Soucieuse de sa réputation, la Suisse réagit. Le ministre de l’Économie, Guy Parmelin, promet d’améliorer la protection contre les licenciements et annonce avoir lancé une médiation avec les partenaires sociaux. Au lendemain de l’ouverture des festivités du centenaire, l’OIT a donc retiré la Suisse de la liste des pays en infraction.

Un geste tout à fait stratégique et assumé comme tel. Car ces critiques n’étaient pas nouvelles pour le Conseil fédéral, qui avait été réprimandé à plusieurs reprises les années précédentes pour ne pas avoir appliqué les normes de l’OIT. Le Conseil fédéral précise toutefois qu’il défend une législation du travail libérale en Suisse, affirmant qu’elle offre une protection suffisante contre les licenciements abusifs.

Le plus grand employeur de l’ONU à Genève

La mise sur liste noire tombait à un moment particulièrement mal choisi. L’OIT est la plus ancienne organisation affiliée aux Nations Unies. Elle revêt une grande importance pour la Suisse, et plus particulièrement pour Genève, où elle est basée. C’est également le plus grand employeur des Nations Unies dans la ville. Cerise sur le gâteau : cette année-là, la Suisse convoitait la présidence.

La Poste avait même émis un timbre spécial, représentant la paix du travail typique en Suisse. Il symbolisait le tripartisme, la coopération pacifique entre les syndicats, les employeurs et l’État pour façonner le monde du travail. Mais cette réussite, chère à la Suisse, semble avoir échoué sur la question des licenciements abusifs.
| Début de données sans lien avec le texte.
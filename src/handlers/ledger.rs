//! Ledger
//!
//! Owns account records and every balance mutation. Other engines go through
//! [`Ledger::adjust_balance`] inside their own unit of work.

use rust_decimal::Decimal;
use std::sync::Arc;
use uuid::Uuid;

use crate::config::LedgerSettings;
use crate::domain::{
    Account, Currency, DomainError, IbanGenerator, OperationContext, PublicAccount,
    RandomIbanGenerator,
};
use crate::error::{AppError, AppResult};
use crate::store::{LedgerStore, UnitOfWork};

use super::{ensure_access, require_actor};

/// Identifier generation attempts before giving up
pub const IBAN_MAX_ATTEMPTS: u32 = 5;

#[derive(Clone)]
pub struct Ledger {
    store: Arc<dyn LedgerStore>,
    ibans: Arc<dyn IbanGenerator>,
    bank_code: String,
    swift_code: String,
}

impl Ledger {
    pub fn new(store: Arc<dyn LedgerStore>, settings: &LedgerSettings) -> Self {
        Self {
            store,
            ibans: Arc::new(RandomIbanGenerator),
            bank_code: settings.bank_code.clone(),
            swift_code: settings.swift_code.clone(),
        }
    }

    pub fn with_iban_generator(mut self, ibans: Arc<dyn IbanGenerator>) -> Self {
        self.ibans = ibans;
        self
    }

    pub async fn get_account(&self, id: Uuid) -> AppResult<Account> {
        self.store
            .find_account(id)
            .await?
            .ok_or_else(|| DomainError::account_not_found(id).into())
    }

    /// Load an account the actor owns, or any account for an admin
    pub async fn get_owned_account(&self, context: &OperationContext, id: Uuid) -> AppResult<Account> {
        require_actor(context)?;
        let account = self.get_account(id).await?;
        ensure_access(context, &account)?;
        Ok(account)
    }

    pub async fn list_accounts(&self, context: &OperationContext) -> AppResult<Vec<Account>> {
        let actor = require_actor(context)?;
        Ok(self.store.accounts_by_owner(actor).await?)
    }

    /// Public lookup used to address an external transfer
    pub async fn find_by_iban(&self, iban: &str) -> AppResult<PublicAccount> {
        let iban = iban.trim().to_ascii_uppercase();
        self.store
            .find_account_by_iban(&iban)
            .await?
            .map(|account| account.public_view())
            .ok_or_else(|| DomainError::account_not_found(iban).into())
    }

    /// Open a zero-balance account for the actor.
    ///
    /// Users without SUPER_USER or ADMIN may hold a single account.
    pub async fn create_account(&self, context: &OperationContext, currency: Currency) -> AppResult<Account> {
        let owner_id = require_actor(context)?;

        if !context.is_upgraded() && !self.store.accounts_by_owner(owner_id).await?.is_empty() {
            return Err(DomainError::AccountLimitReached.into());
        }

        for attempt in 1..=IBAN_MAX_ATTEMPTS {
            match self.try_open(owner_id, currency).await {
                Ok(account) => {
                    tracing::info!(
                        account_id = %account.id,
                        owner_id = %owner_id,
                        currency = %currency,
                        "Account created"
                    );
                    return Ok(account);
                }
                Err(AppError::Domain(DomainError::IdentifierCollision(iban))) => {
                    tracing::warn!(attempt, iban = %iban, "Account identifier collision, retrying");
                }
                Err(e) => return Err(e),
            }
        }

        Err(DomainError::GenerationExhausted { attempts: IBAN_MAX_ATTEMPTS }.into())
    }

    async fn try_open(&self, owner_id: Uuid, currency: Currency) -> AppResult<Account> {
        let iban = self.ibans.generate(currency, &self.bank_code);

        if self.store.iban_exists(&iban).await? {
            return Err(DomainError::IdentifierCollision(iban).into());
        }

        let account = Account::open(owner_id, currency, iban, self.swift_code.clone());
        match self.store.insert_account(&account).await {
            Ok(()) => Ok(account),
            Err(e) if e.is_unique_violation() => Err(DomainError::IdentifierCollision(account.iban).into()),
            Err(e) => Err(e.into()),
        }
    }

    /// Delete an empty account under its row lock
    pub async fn delete_account(&self, context: &OperationContext, id: Uuid) -> AppResult<()> {
        require_actor(context)?;

        let mut uow = self.store.begin().await?;
        let account = uow
            .lock_account(id)
            .await?
            .ok_or_else(|| DomainError::account_not_found(id))?;

        ensure_access(context, &account)?;

        if !account.balance.is_zero() {
            return Err(DomainError::NonZeroBalance {
                balance: account.balance.value(),
            }
            .into());
        }

        uow.delete_account(id).await?;
        uow.commit().await?;

        tracing::info!(account_id = %id, "Account deleted");
        Ok(())
    }

    /// Lock, apply a signed delta, persist. Returns the updated account.
    pub async fn adjust_balance(
        &self,
        uow: &mut dyn UnitOfWork,
        account_id: Uuid,
        delta: Decimal,
    ) -> AppResult<Account> {
        let mut account = uow
            .lock_account(account_id)
            .await?
            .ok_or_else(|| DomainError::account_not_found(account_id))?;

        let expected_version = account.version;
        account.apply_delta(delta)?;
        uow.save_account(&account, expected_version).await?;

        tracing::debug!(
            account_id = %account_id,
            delta = %delta,
            balance = %account.balance,
            version = account.version,
            "Balance adjusted"
        );

        Ok(account)
    }
}
//! Command Handlers module
//!
//! Engines that orchestrate ledger operations: validation, FX, one unit of
//! work per mutation, and the transaction log append.

mod billing_handler;
mod commands;
mod ledger;
mod statement_handler;
mod topup_handler;
mod transfer_handler;


pub use billing_handler::FeatureBillingEngine;
pub use commands::*;
pub use ledger::{Ledger, IBAN_MAX_ATTEMPTS};
pub use statement_handler::TransactionLog;
pub use topup_handler::TopUpProcessor;
pub use transfer_handler::{TransferEngine, TransferKind};

use rust_decimal::Decimal;
use uuid::Uuid;

use crate::domain::{Account, Amount, AmountError, DomainError, OperationContext};
use crate::error::{AppError, AppResult};

/// The acting user, or `Unauthorized`
pub(crate) fn require_actor(context: &OperationContext) -> AppResult<Uuid> {
    context
        .actor()
        .ok_or_else(|| AppError::Unauthorized("X-Request-User-Id header is required".to_string()))
}

/// Owner or ROLE_ADMIN
pub(crate) fn ensure_access(context: &OperationContext, account: &Account) -> Result<(), DomainError> {
    match context.actor() {
        Some(actor) if account.is_owned_by(actor) => Ok(()),
        _ if context.is_admin() => Ok(()),
        _ => Err(DomainError::forbidden("account belongs to another user")),
    }
}

/// Amount produced by an FX conversion
pub(crate) fn converted_amount(converted: Decimal) -> Result<Amount, DomainError> {
    Amount::new(converted).map_err(|e| match e {
        AmountError::Overflow => {
            DomainError::InvalidAmount(format!("converted amount {} exceeds maximum", converted))
        }
        _ => DomainError::InvalidAmount(format!("converted amount {} is too small", converted)),
    })
}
Antonio Guterres, secrétaire général des Nations Unies, Ignazio Cassis, conseiller fédéral, Sami Kanaan, alors bourgmestre de Genève, Antonio Hodgers, président du Conseil d’État genevois et Guy Ryder, directeur de l’OIT.Image : CLÉ DE CLÉ

La paix du travail en difficulté

Il y a vingt ans, l’Union syndicale suisse (USS) déposait une plainte auprès de l’OIT pour l’inaction du gouvernement. Selon l’USS, le problème persiste aujourd’hui, chiffres à l’appui : 21 personnes ont été injustement licenciées en 2024 parce qu’elles activaient dans les syndicats et défendaient des droits prévus dans les conventions collectives de travail (CCT).

Par exemple, il y a ce chef d’équipe qui a signalé à plusieurs reprises de graves lacunes en matière de sécurité dans son entreprise. Ayant interrompu son travail en raison d’échafaudages dangereux, il a été licencié le lendemain.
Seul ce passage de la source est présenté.